#### [EXERCISE AIM]
Filter the entries beneath this task, copying only the lines that hold the word "frame".

↓↓↓

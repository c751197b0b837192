use crux_core::capability::{Capability, CapabilityContext, Operation};
use serde::{Deserialize, Serialize};

#[derive(Debug, Clone, PartialEq, Eq, Serialize, Deserialize)]
pub enum PlatformOperation {
    /// Read the platform's current connectivity flag.
    QueryConnectivity,
    /// Post a message to the embedding parent window.
    NotifyParent { message: String },
}

impl Operation for PlatformOperation {
    type Output = PlatformOutput;
}

#[derive(Debug, Clone, Copy, PartialEq, Eq, Serialize, Deserialize)]
pub enum PlatformOutput {
    Connectivity { online: bool },
    Delivered,
}

pub struct Platform<E> {
    context: CapabilityContext<PlatformOperation, E>,
}

impl<Ev> Capability<Ev> for Platform<Ev> {
    type Operation = PlatformOperation;
    type MappedSelf<MappedEv> = Platform<MappedEv>;

    fn map_event<F, NewEv>(&self, f: F) -> Self::MappedSelf<NewEv>
    where
        F: Fn(NewEv) -> Ev + Send + Sync + 'static,
        Ev: 'static,
        NewEv: 'static + Send,
    {
        Platform::new(self.context.map_event(f))
    }
}

impl<E> Platform<E>
where
    E: 'static,
{
    pub fn new(context: CapabilityContext<PlatformOperation, E>) -> Self {
        Self { context }
    }

    /// A shell answering with anything but `Connectivity` is treated as online.
    pub fn query_connectivity<F>(&self, callback: F)
    where
        F: FnOnce(bool) -> E + Send + 'static,
    {
        let context = self.context.clone();
        self.context.spawn(async move {
            let output = context
                .request_from_shell(PlatformOperation::QueryConnectivity)
                .await;
            let online = match output {
                PlatformOutput::Connectivity { online } => online,
                PlatformOutput::Delivered => true,
            };
            context.update_app(callback(online));
        });
    }

    pub fn notify_parent(&self, message: impl Into<String>) {
        let message = message.into();
        let context = self.context.clone();
        self.context.spawn(async move {
            context
                .notify_shell(PlatformOperation::NotifyParent { message })
                .await;
        });
    }
}
//! Network signal adapter.
//!
//! Turns the heterogeneous connectivity hints a shell can observe (browser
//! online/offline events, container network events, parent-window messages and
//! location hash fragments) into [`NetworkSignal`]s the state machine
//! understands. Which sources are consulted depends on the [`Environment`] the
//! shell reports at startup.

use serde::{Deserialize, Serialize};
use tracing::debug;

use crate::activation::ActivationReason;

/// Posted to the parent window once the core is listening for its messages.
pub const READY_MESSAGE: &str = "offline-mode-ready";

const COMMAND_PREFIX: &str = "cordova-";

/// A connectivity hint exactly as the shell observed it.
#[derive(Debug, Clone, PartialEq, Eq, Serialize, Deserialize)]
#[serde(tag = "type", rename_all = "snake_case")]
pub enum RawSignal {
    BrowserOnline,
    BrowserOffline,
    ContainerOnline,
    ContainerOffline,
    ParentMessage { data: String },
    HashChanged { hash: String },
}

#[derive(Debug, Clone, Copy, PartialEq, Eq)]
pub enum NetworkSignal {
    Down(ActivationReason),
    Up,
    /// Connectivity may have changed; check with a liveness probe.
    Uncertain,
}

impl NetworkSignal {
    fn from_online(online: bool) -> Self {
        if online {
            NetworkSignal::Up
        } else {
            NetworkSignal::Down(ActivationReason::NoNetwork)
        }
    }
}

/// Commands a hosting container sends through `postMessage` or the location
/// hash.
#[derive(Debug, Clone, Copy, PartialEq, Eq)]
pub enum ParentCommand {
    Offline,
    Online,
    Pause,
    Resume,
    Other,
}

impl ParentCommand {
    pub fn parse(data: &str) -> Self {
        match data.trim().strip_prefix(COMMAND_PREFIX) {
            Some("offline") => ParentCommand::Offline,
            Some("online") => ParentCommand::Online,
            Some("pause") => ParentCommand::Pause,
            Some("resume") => ParentCommand::Resume,
            _ => ParentCommand::Other,
        }
    }

    pub fn from_hash(hash: &str) -> Self {
        match hash.strip_prefix('#') {
            Some(command) => Self::parse(command),
            None => ParentCommand::Other,
        }
    }

    pub fn signal(self) -> Option<NetworkSignal> {
        match self {
            ParentCommand::Offline => Some(NetworkSignal::Down(ActivationReason::NoNetwork)),
            ParentCommand::Online => Some(NetworkSignal::Up),
            ParentCommand::Pause | ParentCommand::Resume => Some(NetworkSignal::Uncertain),
            ParentCommand::Other => None,
        }
    }
}

/// What the shell knows about its surroundings at startup.
#[derive(Debug, Clone, PartialEq, Eq, Serialize, Deserialize)]
#[serde(default)]
pub struct Environment {
    /// Platform connectivity flag (`navigator.onLine` or equivalent).
    pub online: bool,
    /// Running inside a parent frame or container webview.
    pub embedded: bool,
    /// Connectivity reported by a native container, if one is present.
    pub container_connectivity: Option<bool>,
    pub location_hash: Option<String>,
}

impl Default for Environment {
    fn default() -> Self {
        Self {
            online: true,
            embedded: false,
            container_connectivity: None,
            location_hash: None,
        }
    }
}

#[derive(Debug, Clone, Copy, PartialEq, Eq)]
pub enum Translation {
    /// Someone else's signal.
    NotMine,
    /// Recognised; `None` when it carries nothing actionable.
    Consumed(Option<NetworkSignal>),
}

pub trait SignalSource: Send + Sync {
    fn name(&self) -> &'static str;

    /// Signals from an authoritative source silence non-authoritative ones for
    /// the rest of the session.
    fn authoritative(&self) -> bool {
        false
    }

    fn translate(&self, raw: &RawSignal) -> Translation;
}

#[derive(Debug, Clone, Copy, Default)]
pub struct BrowserSignals;

impl SignalSource for BrowserSignals {
    fn name(&self) -> &'static str {
        "browser"
    }

    fn translate(&self, raw: &RawSignal) -> Translation {
        match raw {
            RawSignal::BrowserOnline => Translation::Consumed(Some(NetworkSignal::Up)),
            RawSignal::BrowserOffline => {
                Translation::Consumed(Some(NetworkSignal::Down(ActivationReason::NoNetwork)))
            }
            _ => Translation::NotMine,
        }
    }
}

#[derive(Debug, Clone, Copy, Default)]
pub struct ContainerSignals {
    embedded: bool,
}

impl ContainerSignals {
    pub fn new(embedded: bool) -> Self {
        Self { embedded }
    }
}

impl SignalSource for ContainerSignals {
    fn name(&self) -> &'static str {
        "container"
    }

    fn authoritative(&self) -> bool {
        true
    }

    fn translate(&self, raw: &RawSignal) -> Translation {
        match raw {
            RawSignal::ContainerOnline => Translation::Consumed(Some(NetworkSignal::Up)),
            RawSignal::ContainerOffline => {
                Translation::Consumed(Some(NetworkSignal::Down(ActivationReason::NoNetwork)))
            }
            RawSignal::ParentMessage { .. } | RawSignal::HashChanged { .. } if !self.embedded => {
                debug!("ignoring container command: not embedded");
                Translation::Consumed(None)
            }
            RawSignal::ParentMessage { data } => {
                Translation::Consumed(ParentCommand::parse(data).signal())
            }
            RawSignal::HashChanged { hash } => {
                Translation::Consumed(ParentCommand::from_hash(hash).signal())
            }
            _ => Translation::NotMine,
        }
    }
}

/// Masks the raw platform connectivity flag.
#[derive(Debug, Clone, Copy, Default, PartialEq, Eq)]
pub struct ConnectivityFilter {
    container_online: Option<bool>,
}

impl ConnectivityFilter {
    pub fn record_container(&mut self, online: bool) {
        self.container_online = Some(online);
    }

    /// `None` while forced offline: the state is pinned and the platform flag
    /// must not move it.
    pub fn apply(&self, raw: bool, forced_offline: bool) -> Option<bool> {
        if forced_offline {
            return None;
        }
        Some(self.container_online.unwrap_or(raw))
    }
}

pub struct SignalAdapter {
    sources: Vec<Box<dyn SignalSource>>,
    container_authoritative: bool,
    filter: ConnectivityFilter,
}

impl SignalAdapter {
    /// Container signals are only listened to inside a frame or a native
    /// container; a plain browser page only has its own online/offline events.
    pub fn for_environment(env: &Environment) -> Self {
        let mut sources: Vec<Box<dyn SignalSource>> = Vec::with_capacity(2);
        if env.embedded || env.container_connectivity.is_some() {
            sources.push(Box::new(ContainerSignals::new(env.embedded)));
        }
        sources.push(Box::new(BrowserSignals));

        let mut filter = ConnectivityFilter::default();
        if let Some(online) = env.container_connectivity {
            filter.record_container(online);
        }

        Self {
            sources,
            container_authoritative: env.container_connectivity.is_some(),
            filter,
        }
    }

    pub fn container_authoritative(&self) -> bool {
        self.container_authoritative
    }

    pub fn normalize(&mut self, raw: &RawSignal) -> Option<NetworkSignal> {
        let Some((source, translated)) = self.sources.iter().find_map(|source| {
            match source.translate(raw) {
                Translation::NotMine => None,
                Translation::Consumed(signal) => Some((source, signal)),
            }
        }) else {
            debug!(?raw, "no source listens for this signal");
            return None;
        };

        let Some(signal) = translated else {
            debug!(source = source.name(), ?raw, "signal carried no command");
            return None;
        };

        if source.authoritative() {
            self.container_authoritative = true;
            if matches!(raw, RawSignal::ContainerOnline | RawSignal::ContainerOffline) {
                self.filter
                    .record_container(matches!(raw, RawSignal::ContainerOnline));
            }
        } else if self.container_authoritative {
            debug!(source = source.name(), ?raw, "suppressed: container is authoritative");
            return None;
        }

        Some(signal)
    }

    /// Signal to apply before anything else, when the page starts without
    /// connectivity.
    pub fn startup_signal(env: &Environment) -> Option<NetworkSignal> {
        let online = env.container_connectivity.unwrap_or(env.online);
        if !online {
            return Some(NetworkSignal::Down(ActivationReason::NoNetwork));
        }

        let hash_offline = env.embedded
            && env
                .location_hash
                .as_deref()
                .is_some_and(|hash| ParentCommand::from_hash(hash) == ParentCommand::Offline);
        hash_offline.then_some(NetworkSignal::Down(ActivationReason::NoNetwork))
    }

    /// Signal for a polled platform connectivity flag, if any.
    pub fn filter_platform(&self, online: bool, forced_offline: bool) -> Option<NetworkSignal> {
        self.filter
            .apply(online, forced_offline)
            .map(NetworkSignal::from_online)
    }
}

impl Default for SignalAdapter {
    fn default() -> Self {
        Self::for_environment(&Environment::default())
    }
}

#[cfg(test)]
mod tests {
    use super::*;

    fn embedded() -> Environment {
        Environment {
            embedded: true,
            ..Environment::default()
        }
    }

    fn message(data: &str) -> RawSignal {
        RawSignal::ParentMessage {
            data: data.to_string(),
        }
    }

    #[test]
    fn test_parse_vocabulary() {
        assert_eq!(ParentCommand::parse("cordova-offline"), ParentCommand::Offline);
        assert_eq!(ParentCommand::parse("cordova-online"), ParentCommand::Online);
        assert_eq!(ParentCommand::parse("cordova-pause"), ParentCommand::Pause);
        assert_eq!(ParentCommand::parse("cordova-resume"), ParentCommand::Resume);
        assert_eq!(ParentCommand::parse("offline"), ParentCommand::Other);
        assert_eq!(ParentCommand::parse("cordova-reboot"), ParentCommand::Other);
        assert_eq!(ParentCommand::from_hash("#cordova-offline"), ParentCommand::Offline);
        assert_eq!(ParentCommand::from_hash("cordova-offline"), ParentCommand::Other);
    }

    #[test]
    fn test_browser_signals() {
        let mut adapter = SignalAdapter::default();
        assert_eq!(
            adapter.normalize(&RawSignal::BrowserOffline),
            Some(NetworkSignal::Down(ActivationReason::NoNetwork))
        );
        assert_eq!(adapter.normalize(&RawSignal::BrowserOnline), Some(NetworkSignal::Up));
    }

    #[test]
    fn test_messages_ignored_when_not_embedded() {
        let mut adapter = SignalAdapter::default();
        assert_eq!(adapter.normalize(&message("cordova-offline")), None);
        assert_eq!(
            adapter.normalize(&RawSignal::HashChanged {
                hash: "#cordova-offline".into()
            }),
            None
        );
        // An ignored message does not make the container authoritative.
        assert!(!adapter.container_authoritative());
        assert_eq!(adapter.normalize(&RawSignal::BrowserOnline), Some(NetworkSignal::Up));
    }

    #[test]
    fn test_messages_accepted_when_embedded() {
        let mut adapter = SignalAdapter::for_environment(&embedded());
        assert_eq!(
            adapter.normalize(&message("cordova-offline")),
            Some(NetworkSignal::Down(ActivationReason::NoNetwork))
        );
        assert_eq!(
            adapter.normalize(&message("cordova-pause")),
            Some(NetworkSignal::Uncertain)
        );
        assert_eq!(
            adapter.normalize(&RawSignal::HashChanged {
                hash: "#cordova-online".into()
            }),
            Some(NetworkSignal::Up)
        );
        assert_eq!(adapter.normalize(&message("hello")), None);
    }

    #[test]
    fn test_plain_browser_has_no_container_source() {
        let mut adapter = SignalAdapter::default();
        assert_eq!(adapter.normalize(&RawSignal::ContainerOffline), None);
        assert_eq!(adapter.normalize(&RawSignal::ContainerOnline), None);
        assert!(!adapter.container_authoritative());
        assert_eq!(
            adapter.normalize(&RawSignal::BrowserOffline),
            Some(NetworkSignal::Down(ActivationReason::NoNetwork))
        );
    }

    #[test]
    fn test_container_silences_browser() {
        let mut adapter = SignalAdapter::for_environment(&embedded());
        assert!(adapter.normalize(&RawSignal::BrowserOffline).is_some());

        assert_eq!(
            adapter.normalize(&RawSignal::ContainerOnline),
            Some(NetworkSignal::Up)
        );
        assert!(adapter.container_authoritative());
        assert_eq!(adapter.normalize(&RawSignal::BrowserOffline), None);
        assert_eq!(adapter.normalize(&RawSignal::BrowserOnline), None);
    }

    #[test]
    fn test_container_environment_is_authoritative_from_start() {
        let env = Environment {
            container_connectivity: Some(true),
            ..Environment::default()
        };
        let mut adapter = SignalAdapter::for_environment(&env);
        assert_eq!(adapter.normalize(&RawSignal::BrowserOffline), None);
        // Native container without a parent frame: no message vocabulary.
        assert_eq!(adapter.normalize(&message("cordova-offline")), None);
        assert_eq!(
            adapter.normalize(&RawSignal::ContainerOffline),
            Some(NetworkSignal::Down(ActivationReason::NoNetwork))
        );
    }

    #[test]
    fn test_startup_signal() {
        assert_eq!(SignalAdapter::startup_signal(&Environment::default()), None);

        let offline = Environment {
            online: false,
            ..Environment::default()
        };
        assert_eq!(
            SignalAdapter::startup_signal(&offline),
            Some(NetworkSignal::Down(ActivationReason::NoNetwork))
        );

        let container_online = Environment {
            online: false,
            container_connectivity: Some(true),
            ..Environment::default()
        };
        assert_eq!(SignalAdapter::startup_signal(&container_online), None);

        let hashed = Environment {
            location_hash: Some("#cordova-offline".into()),
            ..embedded()
        };
        assert_eq!(
            SignalAdapter::startup_signal(&hashed),
            Some(NetworkSignal::Down(ActivationReason::NoNetwork))
        );

        let hashed_top_level = Environment {
            embedded: false,
            ..hashed
        };
        assert_eq!(SignalAdapter::startup_signal(&hashed_top_level), None);
    }

    #[test]
    fn test_filter() {
        let mut filter = ConnectivityFilter::default();
        assert_eq!(filter.apply(true, false), Some(true));
        assert_eq!(filter.apply(false, false), Some(false));
        assert_eq!(filter.apply(true, true), None);

        filter.record_container(false);
        assert_eq!(filter.apply(true, false), Some(false));
    }

    #[test]
    fn test_filter_platform_follows_container() {
        let mut adapter = SignalAdapter::default();
        adapter.normalize(&RawSignal::ContainerOffline);
        assert_eq!(
            adapter.filter_platform(true, false),
            Some(NetworkSignal::Down(ActivationReason::NoNetwork))
        );
        assert_eq!(adapter.filter_platform(true, true), None);
    }
}
//! Offline presentation contract.
//!
//! The state machine drives an [`OfflineView`] but never renders anything
//! itself. [`SplashScreen`] is the default view; applications with a richer
//! offline experience install their own implementation with
//! [`Model::with_view`](crate::Model::with_view).

use serde::{Deserialize, Serialize};

use crate::activation::{ActivationEvent, ActivationReason};

/// What the view knows about the surrounding application when asked to step
/// aside.
#[derive(Debug, Clone, Copy, Default, PartialEq, Eq)]
pub struct ViewContext {
    /// A host connection was attached at some point in this page life.
    pub host_started: bool,
}

/// Which screen the shell should show.
#[derive(Debug, Clone, PartialEq, Eq, Serialize, Deserialize, Default)]
#[serde(tag = "kind", rename_all = "snake_case")]
pub enum OfflinePresentation {
    /// Online application owns the surface.
    #[default]
    Hidden,
    /// Bootstrapping, no server contact yet.
    Loading,
    /// Server cannot be reached.
    Unreachable {
        reason: ActivationReason,
        message: String,
    },
    /// Network is back but the online application was never loaded.
    ReloadPrompt,
    /// A custom view is active and renders itself.
    Custom,
}

pub trait OfflineView: Send + Sync {
    /// Take over the visible surface. May be called while already active, in
    /// which case only the content for `event` is refreshed.
    fn activate(&mut self, event: &ActivationEvent);

    /// Try to hand the surface back. Returning `false` keeps the view active
    /// and the state machine offline.
    fn deactivate(&mut self, ctx: &ViewContext) -> bool;

    fn is_active(&self) -> bool;

    fn presentation(&self) -> OfflinePresentation {
        if self.is_active() {
            OfflinePresentation::Custom
        } else {
            OfflinePresentation::Hidden
        }
    }
}

/// Default splash screen: a loading indicator while the app starts, an
/// "unreachable" notice on failures and a reload prompt when the network comes
/// back before the online app ever loaded.
#[derive(Debug, Clone, Default)]
pub struct SplashScreen {
    active: bool,
    presentation: OfflinePresentation,
    activations: u32,
}

impl SplashScreen {
    pub fn new() -> Self {
        Self::default()
    }

    /// Number of times the overlay was (re)built. Layout is only initialised
    /// on the first activation of an activation streak.
    pub fn activations(&self) -> u32 {
        self.activations
    }

    fn content_for(event: &ActivationEvent) -> OfflinePresentation {
        match event.reason() {
            ActivationReason::AppStarting => OfflinePresentation::Loading,
            reason => OfflinePresentation::Unreachable {
                reason,
                message: event.message().to_string(),
            },
        }
    }
}

impl OfflineView for SplashScreen {
    fn activate(&mut self, event: &ActivationEvent) {
        if !self.active {
            self.active = true;
            self.activations = self.activations.saturating_add(1);
        }
        self.presentation = Self::content_for(event);
    }

    fn deactivate(&mut self, ctx: &ViewContext) -> bool {
        if !ctx.host_started {
            self.presentation = OfflinePresentation::ReloadPrompt;
            return false;
        }
        self.active = false;
        self.presentation = OfflinePresentation::Hidden;
        true
    }

    fn is_active(&self) -> bool {
        self.active
    }

    fn presentation(&self) -> OfflinePresentation {
        self.presentation.clone()
    }
}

↑↑↑

#### [EXERCISE RESULT]
    /// Running inside a parent frame or container webview.
    /// Container signals are only listened to inside a frame or a native
        // Native container without a parent frame: no message vocabulary.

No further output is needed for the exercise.